I haven’t seen The King’s Speech. I’d like to. We don’t get movies out here, so I suppose I will see it whenever it comes on cable.

It’s a film about the King of England’s speech impediment and his relationship with his therapist, and it won all kinds of awards. It also precipitated a number of articles about the isolation caused by speech problems.

I had speech therapy for both a lisp and a stutter when I was in high school.

I knew I had a stutter, but I don’t recall anyone ever making a big deal about it. I trained myself to handle it fairly early on. Avoid W, mostly. It got worse when I got tired, and if I got tired, I just didn’t see any point in speaking anyway.

I had no idea I had a lisp until my parents were called to a conference.

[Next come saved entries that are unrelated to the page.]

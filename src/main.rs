mod app;
mod auth;
mod config;
mod error;
mod memory;
mod posts;
mod state;

#[tokio::main]
async fn main() -> anyhow::Result<()> {
    dotenvy::dotenv().ok();

    let env_filter = std::env::var("RUST_LOG")
        .unwrap_or_else(|_| "devnet=debug,axum=info,tower_http=info".to_string());
    let json_logs = std::env::var("LOG_FORMAT")
        .map(|v| v == "json")
        .unwrap_or(false);

    if json_logs {
        tracing_subscriber::fmt()
            .with_env_filter(env_filter)
            .with_target(false)
            .json()
            .init();
    } else {
        tracing_subscriber::fmt().with_env_filter(env_filter).init();
    }

    let app_state = state::AppState::init().await?;
    app::serve(app::build_app(app_state)).await
}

It was all very hush-hush. I sat outside the guidance counselor’s office in mortal terror, waiting to find out what the hell I had done wrong. My mom emerged from the office, her face twisted in disgust – not with me, of course, but with the school for creating mystery and drama where none was necessary.

“You’ve got to take speech therapy,” she said.

“That’s all? That’s the big secret?”

The school was afraid of hurting my tender feelings, so instead of simply telling me they felt I needed therapy, they kept me in the dark about the nature of the parent/counselor conference and subjected me to the public humiliation of having my parents summoned while I sat in the hall. I never felt a moment of embarrassment or isolation about my speech problem until the day the school made a scene about it.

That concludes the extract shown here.